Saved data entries
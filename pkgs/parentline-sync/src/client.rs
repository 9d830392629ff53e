//! HTTP client for the posts backend

use std::time::Duration;

use async_trait::async_trait;
use reqwest::{RequestBuilder, Response, StatusCode};
use serde::de::DeserializeOwned;
use tokio::sync::RwLock;
use tracing::{debug, warn};

use crate::api::{FetchPostsRequest, PostResponse, PostsApi, PostsResponse, RemotePost, ViewRequest};
use crate::config::ClientConfig;
use crate::error::{Result, SyncError};

/// `PostsApi` over HTTPS with bearer authentication
pub struct HttpPostsClient {
    base_url: String,
    http: reqwest::Client,
    token: RwLock<Option<String>>,
}

impl HttpPostsClient {
    pub fn new(base_url: impl Into<String>, cfg: ClientConfig) -> Result<Self> {
        if cfg.timeout_ms == 0 {
            return Err(SyncError::InvalidConfig("timeout_ms"));
        }
        if cfg.connect_timeout_ms == 0 {
            return Err(SyncError::InvalidConfig("connect_timeout_ms"));
        }
        if cfg.user_agent.trim().is_empty() {
            return Err(SyncError::InvalidConfig("user_agent"));
        }
        let base_url = validated_base(&base_url.into())?;
        let http = reqwest::Client::builder()
            .user_agent(cfg.user_agent.clone())
            .timeout(Duration::from_millis(cfg.timeout_ms))
            .connect_timeout(Duration::from_millis(cfg.connect_timeout_ms))
            .build()?;
        Ok(Self {
            base_url,
            http,
            token: RwLock::new(None),
        })
    }

    pub fn base_url(&self) -> &str {
        &self.base_url
    }

    /// Replace the access token sent with every request
    pub async fn set_access_token(&self, token: Option<String>) {
        *self.token.write().await = token;
    }

    async fn authorized(&self, builder: RequestBuilder) -> RequestBuilder {
        match self.token.read().await.as_deref() {
            Some(token) => builder.bearer_auth(token),
            None => builder,
        }
    }

    async fn send(&self, builder: RequestBuilder) -> Result<Response> {
        let resp = self.authorized(builder).await.send().await?;
        match resp.status() {
            StatusCode::UNAUTHORIZED => Err(SyncError::Unauthorized),
            StatusCode::FORBIDDEN => Err(SyncError::Forbidden),
            status if !status.is_success() => {
                warn!("Request to {} failed with {}", resp.url().path(), status);
                Err(SyncError::Status(status.as_u16()))
            }
            _ => Ok(resp),
        }
    }

    async fn read_json<T: DeserializeOwned>(resp: Response) -> Result<T> {
        let body = resp.bytes().await?;
        Ok(serde_json::from_slice(&body)?)
    }
}

#[async_trait]
impl PostsApi for HttpPostsClient {
    async fn fetch_posts(&self, request: &FetchPostsRequest) -> Result<Vec<RemotePost>> {
        let url = format!("{}/posts", self.base_url);
        let resp = self.send(self.http.post(url).json(request)).await?;
        let page: PostsResponse = Self::read_json(resp).await?;
        debug!(
            "Fetched {} posts for student {} after {}",
            page.posts.len(),
            request.student_id,
            request.last_post_id
        );
        Ok(page.posts)
    }

    async fn fetch_post(&self, id: i64) -> Result<RemotePost> {
        let url = format!("{}/post/{}", self.base_url, id);
        let resp = match self.send(self.http.get(url)).await {
            Err(SyncError::Status(404)) => return Err(SyncError::MessageNotFound(id)),
            other => other?,
        };
        let body: PostResponse = Self::read_json(resp).await?;
        Ok(body.post)
    }

    async fn mark_viewed(&self, request: &ViewRequest) -> Result<()> {
        let url = format!("{}/view", self.base_url);
        self.send(self.http.post(url).json(request)).await?;
        Ok(())
    }
}

fn validated_base(raw: &str) -> Result<String> {
    let trimmed = raw.trim().trim_end_matches('/');
    let parsed =
        url::Url::parse(trimmed).map_err(|_| SyncError::InvalidBaseUrl(raw.to_string()))?;
    match parsed.scheme() {
        "http" | "https" if parsed.host_str().is_some() => Ok(trimmed.to_string()),
        _ => Err(SyncError::InvalidBaseUrl(raw.to_string())),
    }
}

Task item
Filter the records, keeping only lines that contain "reqwest", and show those lines.

Reply
use reqwest::{RequestBuilder, Response, StatusCode};
    http: reqwest::Client,
        let http = reqwest::Client::builder()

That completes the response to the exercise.